7/10
A classy art heist thriller that spins out of control
24 September 2019
Warning: Spoilers
The Burnt Orange Heresy

Viewed at Venice 2019.

TBOH is an Art heist thriller Directed by Italian Giuseppe Capotondi, based on a 1971 neo-noir novel by American writer Charles Willeford (died 1988) starring Danish actor Claes Bang and Australian actress Elizabeth Debicki, and featuring British Rock legend Mick Jagger (76) plus Canadian veteran character actor Donald Sutherland (84). A truly international combination of talent if nothing else.
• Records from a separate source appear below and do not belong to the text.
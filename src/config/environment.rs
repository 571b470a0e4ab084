//! Configuración de variables de entorno
//!
//! Este módulo maneja la configuración del entorno y variables de configuración.
//! Todas las variables tienen un valor por defecto; un valor presente pero
//! inválido es un error de configuración.

use std::env;
use std::str::FromStr;

use anyhow::{Context, Result};

use crate::services::AlertThresholds;

/// Configuración del entorno
#[derive(Debug, Clone)]
pub struct EnvironmentConfig {
    pub environment: String,
    pub port: u16,
    pub host: String,
    /// Vacío ⇒ CORS permisivo
    pub cors_origins: Vec<String>,
    pub log_level: String,
    pub seed_demo_data: bool,
    pub alerts: AlertThresholds,
}

impl Default for EnvironmentConfig {
    fn default() -> Self {
        Self {
            environment: "development".to_string(),
            port: 3000,
            host: "0.0.0.0".to_string(),
            cors_origins: Vec::new(),
            log_level: "info".to_string(),
            seed_demo_data: true,
            alerts: AlertThresholds::default(),
        }
    }
}

impl EnvironmentConfig {
    /// Cargar la configuración desde el entorno del proceso
    pub fn from_env() -> Result<Self> {
        Self::from_lookup(|key| env::var(key).ok())
    }

    /// Cargar la configuración desde una función de búsqueda arbitraria
    pub fn from_lookup<F>(lookup: F) -> Result<Self>
    where
        F: Fn(&str) -> Option<String>,
    {
        let defaults = Self::default();
        let alerts = AlertThresholds {
            license_horizon_days: parse_or(&lookup, "ALERT_LICENSE_HORIZON_DAYS", defaults.alerts.license_horizon_days)?,
            service_due_pct: parse_or(&lookup, "ALERT_SERVICE_DUE_PCT", defaults.alerts.service_due_pct)?,
            safety_score_min: parse_or(&lookup, "ALERT_SAFETY_SCORE_MIN", defaults.alerts.safety_score_min)?,
            fuel_spike_pct: parse_or(&lookup, "ALERT_FUEL_SPIKE_PCT", defaults.alerts.fuel_spike_pct)?,
        };

        Ok(Self {
            environment: lookup("ENVIRONMENT").unwrap_or(defaults.environment),
            port: parse_or(&lookup, "PORT", defaults.port)?,
            host: lookup("HOST").unwrap_or(defaults.host),
            cors_origins: lookup("CORS_ORIGINS")
                .map(|origins| {
                    origins
                        .split(',')
                        .map(|s| s.trim().to_string())
                        .filter(|s| !s.is_empty())
                        .collect()
                })
                .unwrap_or_default(),
            log_level: lookup("LOG_LEVEL").unwrap_or(defaults.log_level),
            seed_demo_data: parse_or(&lookup, "SEED_DEMO_DATA", defaults.seed_demo_data)?,
            alerts,
        })
    }

    /// Verificar si estamos en modo desarrollo
    pub fn is_development(&self) -> bool {
        self.environment == "development"
    }

    /// Obtener la URL del servidor
    pub fn server_url(&self) -> String {
        format!("{}:{}", self.host, self.port)
    }
}

fn parse_or<F, T>(lookup: &F, key: &str, default: T) -> Result<T>
where
    F: Fn(&str) -> Option<String>,
    T: FromStr,
    T::Err: std::error::Error + Send + Sync + 'static,
{
    match lookup(key) {
        Some(raw) => raw
            .trim()
            .parse()
            .with_context(|| format!("{} must be a valid value, got '{}'", key, raw)),
        None => Ok(default),
    }
}
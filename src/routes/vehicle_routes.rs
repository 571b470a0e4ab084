use axum::{
    extract::{Path, State},
    routing::get,
    Json, Router,
};
use uuid::Uuid;

use crate::dto::ApiResponse;
use crate::models::{CreateVehicleRequest, UpdateVehicleRequest, Vehicle, VehicleMetrics};
use crate::state::AppState;
use crate::utils::errors::AppError;

pub fn create_vehicle_router() -> Router<AppState> {
    Router::new()
        .route("/", get(list_vehicles).post(create_vehicle))
        .route("/:id", get(get_vehicle).put(update_vehicle).delete(delete_vehicle))
        .route("/:id/metrics", get(get_vehicle_metrics))
}

async fn create_vehicle(
    State(state): State<AppState>,
    Json(request): Json<CreateVehicleRequest>,
) -> Result<Json<ApiResponse<Vehicle>>, AppError> {
    let vehicle = state.fleet.create_vehicle(request).await?;
    Ok(Json(ApiResponse::success_with_message(
        vehicle,
        "Vehículo creado exitosamente".to_string(),
    )))
}

async fn list_vehicles(State(state): State<AppState>) -> Result<Json<ApiResponse<Vec<Vehicle>>>, AppError> {
    Ok(Json(ApiResponse::success(state.fleet.list_vehicles().await)))
}

async fn get_vehicle(
    State(state): State<AppState>,
    Path(id): Path<Uuid>,
) -> Result<Json<ApiResponse<Vehicle>>, AppError> {
    Ok(Json(ApiResponse::success(state.fleet.get_vehicle(id).await?)))
}

async fn update_vehicle(
    State(state): State<AppState>,
    Path(id): Path<Uuid>,
    Json(request): Json<UpdateVehicleRequest>,
) -> Result<Json<ApiResponse<Vehicle>>, AppError> {
    let vehicle = state.fleet.update_vehicle(id, request).await?;
    Ok(Json(ApiResponse::success_with_message(
        vehicle,
        "Vehículo actualizado exitosamente".to_string(),
    )))
}

async fn delete_vehicle(
    State(state): State<AppState>,
    Path(id): Path<Uuid>,
) -> Result<Json<ApiResponse<Vehicle>>, AppError> {
    let vehicle = state.fleet.delete_vehicle(id).await?;
    Ok(Json(ApiResponse::success_with_message(
        vehicle,
        "Vehículo eliminado exitosamente".to_string(),
    )))
}

async fn get_vehicle_metrics(
    State(state): State<AppState>,
    Path(id): Path<Uuid>,
) -> Result<Json<ApiResponse<VehicleMetrics>>, AppError> {
    Ok(Json(ApiResponse::success(state.analytics.vehicle_metrics(id).await?)))
}
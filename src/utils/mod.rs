//! Utilidades del sistema
//!
//! Este módulo contiene utilidades para manejo de errores y validación.

pub mod errors;
pub mod validation;

pub use errors::{AppError, AppResult, TransitionError};
//! Envoltorio común de respuestas de la API

use serde::Serialize;

#[derive(Debug, Serialize)]
pub struct ApiResponse<T> {
    pub success: bool,
    pub message: Option<String>,
    pub data: Option<T>,
}

impl<T> ApiResponse<T> {
    pub fn success(data: T) -> Self {
        Self {
            success: true,
            message: None,
            data: Some(data),
        }
    }

    pub fn success_with_message(data: T, message: String) -> Self {
        Self {
            success: true,
            message: Some(message),
            data: Some(data),
        }
    }
}
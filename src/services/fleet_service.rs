//! Servicio de entidades de la flota
//!
//! CRUD de vehículos, conductores, combustible y mantenimiento sobre el
//! `FleetStore`. Los cambios de estado que pertenecen al despacho (`OnTrip`)
//! no pueden fijarse desde aquí.

use chrono::Utc;
use tracing::info;
use uuid::Uuid;
use validator::Validate;

use crate::models::{
    CreateDriverRequest, CreateFuelLogRequest, CreateMaintenanceLogRequest, CreateVehicleRequest, Driver,
    DriverStatus, FuelLog, MaintenanceLog, MaintenanceOutcome, Trip, UpdateDriverRequest,
    UpdateFuelLogRequest, UpdateMaintenanceLogRequest, UpdateVehicleRequest, Vehicle, VehicleStatus,
    VehicleStatusChange,
};
use crate::repositories::{FleetData, FleetStore};
use crate::utils::errors::{
    conflict_error, not_found_error, referential_error, AppError, AppResult, TransitionError,
};

#[derive(Clone)]
pub struct FleetService {
    store: FleetStore,
}

impl FleetService {
    pub fn new(store: FleetStore) -> Self {
        Self { store }
    }

    // ------------------------------------------------------------------
    // Vehículos
    // ------------------------------------------------------------------

    pub async fn list_vehicles(&self) -> Vec<Vehicle> {
        self.store.read().await.vehicles.all().to_vec()
    }

    pub async fn get_vehicle(&self, id: Uuid) -> AppResult<Vehicle> {
        self.store
            .read()
            .await
            .vehicles
            .get(id)
            .cloned()
            .ok_or_else(|| not_found_error("Vehicle", &id))
    }

    pub async fn create_vehicle(&self, request: CreateVehicleRequest) -> AppResult<Vehicle> {
        request.validate()?;
        let vehicle = Vehicle::new(request);

        let mut data = self.store.write().await;
        ensure_unique_registration(&data, &vehicle.registration, None)?;
        data.vehicles.upsert(vehicle.clone());

        info!("🚛 Vehicle {} registered ({} kg)", vehicle.registration, vehicle.max_capacity_kg);
        Ok(vehicle)
    }

    pub async fn update_vehicle(&self, id: Uuid, request: UpdateVehicleRequest) -> AppResult<Vehicle> {
        request.validate()?;
        let mut data = self.store.write().await;
        let mut vehicle = data
            .vehicles
            .get(id)
            .cloned()
            .ok_or_else(|| not_found_error("Vehicle", &id))?;

        if let Some(status) = request.status {
            check_vehicle_status_change(&data, &vehicle, status)?;
            vehicle.status = status;
        }
        if let Some(registration) = request.registration {
            let registration = registration.trim().to_uppercase();
            ensure_unique_registration(&data, &registration, Some(id))?;
            vehicle.registration = registration;
        }
        if let Some(name) = request.name {
            vehicle.name = name;
        }
        if let Some(capacity) = request.max_capacity_kg {
            vehicle.max_capacity_kg = capacity;
        }
        if let Some(odometer) = request.odometer_km {
            vehicle.odometer_km = odometer;
        }
        if let Some(cost) = request.acquisition_cost {
            vehicle.acquisition_cost = cost;
        }
        if request.region.is_some() {
            vehicle.region = request.region;
        }
        if request.license_expiry.is_some() {
            vehicle.license_expiry = request.license_expiry;
        }
        if request.next_service_due_km.is_some() {
            vehicle.next_service_due_km = request.next_service_due_km;
        }
        vehicle.updated_at = Utc::now();

        data.vehicles.upsert(vehicle.clone());
        info!("✏️ Vehicle {} updated (status: {})", vehicle.registration, vehicle.status);
        Ok(vehicle)
    }

    pub async fn delete_vehicle(&self, id: Uuid) -> AppResult<Vehicle> {
        let mut data = self.store.write().await;
        if !data.vehicles.contains(id) {
            return Err(not_found_error("Vehicle", &id));
        }
        if data.open_trips_for_vehicle(id).next().is_some() {
            return Err(referential_error("Vehicle", &id, "is referenced by an open trip"));
        }
        let vehicle = data
            .vehicles
            .remove(id)
            .ok_or_else(|| not_found_error("Vehicle", &id))?;
        info!("🗑️ Vehicle {} deleted", vehicle.registration);
        Ok(vehicle)
    }

    // ------------------------------------------------------------------
    // Conductores
    // ------------------------------------------------------------------

    pub async fn list_drivers(&self) -> Vec<Driver> {
        self.store.read().await.drivers.all().to_vec()
    }

    pub async fn get_driver(&self, id: Uuid) -> AppResult<Driver> {
        self.store
            .read()
            .await
            .drivers
            .get(id)
            .cloned()
            .ok_or_else(|| not_found_error("Driver", &id))
    }

    pub async fn create_driver(&self, request: CreateDriverRequest) -> AppResult<Driver> {
        request.validate()?;
        if request.status == Some(DriverStatus::OnTrip) {
            return Err(TransitionError::StatusManagedByDispatch(DriverStatus::OnTrip.to_string()).into());
        }
        let driver = Driver::new(request);

        let mut data = self.store.write().await;
        ensure_unique_license(&data, &driver.license_number, None)?;
        data.drivers.upsert(driver.clone());

        info!("🧑‍✈️ Driver {} registered", driver.name);
        Ok(driver)
    }

    pub async fn update_driver(&self, id: Uuid, request: UpdateDriverRequest) -> AppResult<Driver> {
        request.validate()?;
        let mut data = self.store.write().await;
        let mut driver = data
            .drivers
            .get(id)
            .cloned()
            .ok_or_else(|| not_found_error("Driver", &id))?;

        if let Some(status) = request.status {
            if status != driver.status {
                if status == DriverStatus::OnTrip {
                    return Err(TransitionError::StatusManagedByDispatch(status.to_string()).into());
                }
                if driver.status == DriverStatus::OnTrip {
                    return Err(TransitionError::DriverOnTrip.into());
                }
            }
            driver.status = status;
        }
        if let Some(license_number) = request.license_number {
            let license_number = license_number.trim().to_uppercase();
            ensure_unique_license(&data, &license_number, Some(id))?;
            driver.license_number = license_number;
        }
        if let Some(name) = request.name {
            driver.name = name;
        }
        if let Some(category) = request.license_category {
            driver.license_category = category;
        }
        if let Some(expiry) = request.license_expiry {
            driver.license_expiry = expiry;
        }
        if let Some(score) = request.safety_score {
            driver.safety_score = score;
        }
        if let Some(rate) = request.completion_rate {
            driver.completion_rate = rate;
        }
        if request.phone.is_some() {
            driver.phone = request.phone;
        }
        driver.updated_at = Utc::now();

        data.drivers.upsert(driver.clone());
        info!("✏️ Driver {} updated (status: {})", driver.name, driver.status);
        Ok(driver)
    }

    pub async fn delete_driver(&self, id: Uuid) -> AppResult<Driver> {
        let mut data = self.store.write().await;
        if !data.drivers.contains(id) {
            return Err(not_found_error("Driver", &id));
        }
        if data.open_trips_for_driver(id).next().is_some() {
            return Err(referential_error("Driver", &id, "is referenced by an open trip"));
        }
        let driver = data
            .drivers
            .remove(id)
            .ok_or_else(|| not_found_error("Driver", &id))?;
        info!("🗑️ Driver {} deleted", driver.name);
        Ok(driver)
    }

    // ------------------------------------------------------------------
    // Viajes (solo lectura; las escrituras pasan por el coordinador)
    // ------------------------------------------------------------------

    pub async fn list_trips(&self) -> Vec<Trip> {
        self.store.read().await.trips.all().to_vec()
    }

    pub async fn get_trip(&self, id: Uuid) -> AppResult<Trip> {
        self.store
            .read()
            .await
            .trips
            .get(id)
            .cloned()
            .ok_or_else(|| not_found_error("Trip", &id))
    }

    // ------------------------------------------------------------------
    // Combustible
    // ------------------------------------------------------------------

    pub async fn list_fuel_logs(&self, vehicle_id: Option<Uuid>) -> Vec<FuelLog> {
        let data = self.store.read().await;
        data.fuel_logs
            .iter()
            .filter(|log| vehicle_id.map_or(true, |id| log.vehicle_id == id))
            .cloned()
            .collect()
    }

    pub async fn create_fuel_log(&self, request: CreateFuelLogRequest) -> AppResult<FuelLog> {
        request.validate()?;
        let mut data = self.store.write().await;
        ensure_loggable_vehicle(&data, request.vehicle_id)?;

        let log = FuelLog::new(request);
        data.fuel_logs.upsert(log.clone());
        info!("⛽ Fuel log {} L for vehicle {} ({})", log.liters, log.vehicle_id, log.cost);
        Ok(log)
    }

    pub async fn update_fuel_log(&self, id: Uuid, request: UpdateFuelLogRequest) -> AppResult<FuelLog> {
        request.validate()?;
        let mut data = self.store.write().await;
        let mut log = data
            .fuel_logs
            .get(id)
            .cloned()
            .ok_or_else(|| not_found_error("FuelLog", &id))?;

        if let Some(date) = request.date {
            log.date = date;
        }
        if let Some(liters) = request.liters {
            log.liters = liters;
        }
        if let Some(price) = request.price_per_liter {
            log.price_per_liter = price;
        }
        if request.odometer_km.is_some() {
            log.odometer_km = request.odometer_km;
        }
        log.cost = (log.liters * log.price_per_liter).round_dp(2);

        data.fuel_logs.upsert(log.clone());
        Ok(log)
    }

    pub async fn delete_fuel_log(&self, id: Uuid) -> AppResult<FuelLog> {
        self.store
            .write()
            .await
            .fuel_logs
            .remove(id)
            .ok_or_else(|| not_found_error("FuelLog", &id))
    }

    // ------------------------------------------------------------------
    // Mantenimiento
    // ------------------------------------------------------------------

    pub async fn list_maintenance_logs(&self, vehicle_id: Option<Uuid>) -> Vec<MaintenanceLog> {
        let data = self.store.read().await;
        data.maintenance_logs
            .iter()
            .filter(|log| vehicle_id.map_or(true, |id| log.vehicle_id == id))
            .cloned()
            .collect()
    }

    /// Registra un mantenimiento y pasa el vehículo a `InShop` en la misma escritura
    pub async fn create_maintenance_log(
        &self,
        request: CreateMaintenanceLogRequest,
    ) -> AppResult<MaintenanceOutcome> {
        request.validate()?;
        let mut data = self.store.write().await;
        let mut vehicle = ensure_loggable_vehicle(&data, request.vehicle_id)?.clone();

        if vehicle.status == VehicleStatus::OnTrip {
            return Err(TransitionError::VehicleOnTrip.into());
        }

        let log = MaintenanceLog::new(request);
        let status_change = (vehicle.status != VehicleStatus::InShop).then(|| VehicleStatusChange {
            vehicle_id: vehicle.id,
            from: vehicle.status,
            to: VehicleStatus::InShop,
        });

        vehicle.status = VehicleStatus::InShop;
        if log.next_due_km.is_some() {
            vehicle.next_service_due_km = log.next_due_km;
        }
        vehicle.updated_at = Utc::now();

        data.maintenance_logs.upsert(log.clone());
        data.vehicles.upsert(vehicle);

        if let Some(change) = &status_change {
            info!("🔧 Vehicle {} moved {} -> {} by maintenance", change.vehicle_id, change.from, change.to);
        }
        Ok(MaintenanceOutcome { log, status_change })
    }

    pub async fn update_maintenance_log(
        &self,
        id: Uuid,
        request: UpdateMaintenanceLogRequest,
    ) -> AppResult<MaintenanceLog> {
        request.validate()?;
        let mut data = self.store.write().await;
        let mut log = data
            .maintenance_logs
            .get(id)
            .cloned()
            .ok_or_else(|| not_found_error("MaintenanceLog", &id))?;

        if let Some(date) = request.date {
            log.date = date;
        }
        if let Some(service_type) = request.service_type {
            log.service_type = service_type;
        }
        if request.description.is_some() {
            log.description = request.description;
        }
        if let Some(cost) = request.cost {
            log.cost = cost;
        }
        if request.next_due_km.is_some() {
            log.next_due_km = request.next_due_km;
        }

        data.maintenance_logs.upsert(log.clone());
        Ok(log)
    }

    pub async fn delete_maintenance_log(&self, id: Uuid) -> AppResult<MaintenanceLog> {
        self.store
            .write()
            .await
            .maintenance_logs
            .remove(id)
            .ok_or_else(|| not_found_error("MaintenanceLog", &id))
    }
}

fn ensure_unique_registration(data: &FleetData, registration: &str, except: Option<Uuid>) -> AppResult<()> {
    let taken = data
        .vehicles
        .iter()
        .any(|v| v.registration == registration && Some(v.id) != except);
    if taken {
        return Err(conflict_error("Vehicle", "registration", registration));
    }
    Ok(())
}

fn ensure_unique_license(data: &FleetData, license_number: &str, except: Option<Uuid>) -> AppResult<()> {
    let taken = data
        .drivers
        .iter()
        .any(|d| d.license_number == license_number && Some(d.id) != except);
    if taken {
        return Err(conflict_error("Driver", "license number", license_number));
    }
    Ok(())
}

/// Los registros financieros solo pueden apuntar a vehículos existentes y no retirados
fn ensure_loggable_vehicle(data: &FleetData, vehicle_id: Uuid) -> AppResult<&Vehicle> {
    let vehicle = data
        .vehicles
        .get(vehicle_id)
        .ok_or_else(|| referential_error("Vehicle", &vehicle_id, "does not exist"))?;
    if vehicle.is_retired() {
        return Err(referential_error("Vehicle", &vehicle_id, "is retired"));
    }
    Ok(vehicle)
}

fn check_vehicle_status_change(data: &FleetData, vehicle: &Vehicle, next: VehicleStatus) -> AppResult<()> {
    if next == vehicle.status {
        return Ok(());
    }
    if vehicle.is_retired() {
        return Err(TransitionError::VehicleRetired.into());
    }
    if next == VehicleStatus::OnTrip {
        return Err(TransitionError::StatusManagedByDispatch(next.to_string()).into());
    }
    if vehicle.status == VehicleStatus::OnTrip {
        return Err(TransitionError::VehicleOnTrip.into());
    }
    if next == VehicleStatus::Retired && data.open_trips_for_vehicle(vehicle.id).next().is_some() {
        return Err(AppError::Referential(format!(
            "Vehicle '{}' is referenced by an open trip and cannot be retired",
            vehicle.id
        )));
    }
    Ok(())
}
Claes Bang (lead role in Ruben Östlund's 2017 festival hit, The Square) plays a charming, fast-talking, backstabbing, womanizing art critic Jacques Figueras, who will do anything, including blackmail, burglary, arson, and when necessary, murder -- to further his career. Debicki (awarded for her role opposite Dicaprio in fellow Aussie, director Baz Luhrman's The Great Gatsby, 2013) is an equally fast talking willowy blonde from a small town near Duluth who happens to be passing through the city of Milan which is the setting for the first half of the film.

At a bravura opening star art critic Figueras manipulates an audience into believing that a junky painting is a masterpiece then convinces them it's nothing but a cheap fake. An attractive blonde in the audience becomes his lover (Debicki) when she sees through his artful sham.

Figueras states that without criticism there can be no art and this first section on the role of criticism and the way it manipulates taste was enough to make my day. It then segues to Lake Como where a very wealthy art collector, Joseph Cassidy, cleverly acted by an aging Mick Jagger, hires Figueras to interview the most famous painter in the world, (Sutherland) a reclusive genius who normally never gives interviews but lives in a neighboring villa on the lake, his real job being to acquire one of the artists paintings for the Cassidy collection. Jagger then leaves for a few days in London leaving the persuasive critic and his willowy new girlfriend to have "the run of his estate" while he's gone.

It turns out that the enigmatic artist has lost all his masterworks in a fire and now passes his days contemplating an empty canvas. And now the story careens out of control.

Without going into the gory details Ferguson burns the villa down but steals an empty canvas upon which he will execute a trashy orange painting but will later pass it off as a masterpiece by the great artist he has meanwhile died. When the smart girlfriend from Duluth calls him out on his phoniness he has to get her out of the way, which he does, then dumps the body in the lake weighted down with a large rock. From charming art critic to psychotic murderer in one easy lesson. Moreover, at the end in a smart art galley vernissage where his "rediscovered masterpiece" by deceased artist Sutherland is on display he is confronted by Collector Jagger who hands him a letter from the missing mistress (Debicki) which contains a bunch of dead flies. One has to sit through the picture from the start to gather the significance of this. Anyway, our anti hero has gotten away with murder as the hairy tail comes to a badconclusion.

This high class artsy-fartsy drama was undoubtedly chosen for the prestige closing film spot at Venice because of the Italian connections, Italian director and Milano setting, as well as for the star billing of rock legend Mick Jagger.

I doubt, however, that it will do much box office business on general release because, for one thing, a title like this can kill a film before it ever gets off the ground ("Burnt Oranges, whutt?) and secondly; it is a bit too sophisticated for most general viewers (who would have to be familiar with such esoterica as the brush strokes of Modigliani, e.g..) and a bit too bitter of a drink for Mick Jagger fans. Jagger, it must be said, does a very convincing job in a role about as far from his rock star persona as one can imagine. This prancing rock band frontman can definitely act when called upon to do so. In sum, I enjoyed the first two thirds of the film, the lively love story, and the canny commentary on art criticism, etcetera -- but was let down by the acrimonious dénouement and came away with a slightly sour aftertaste.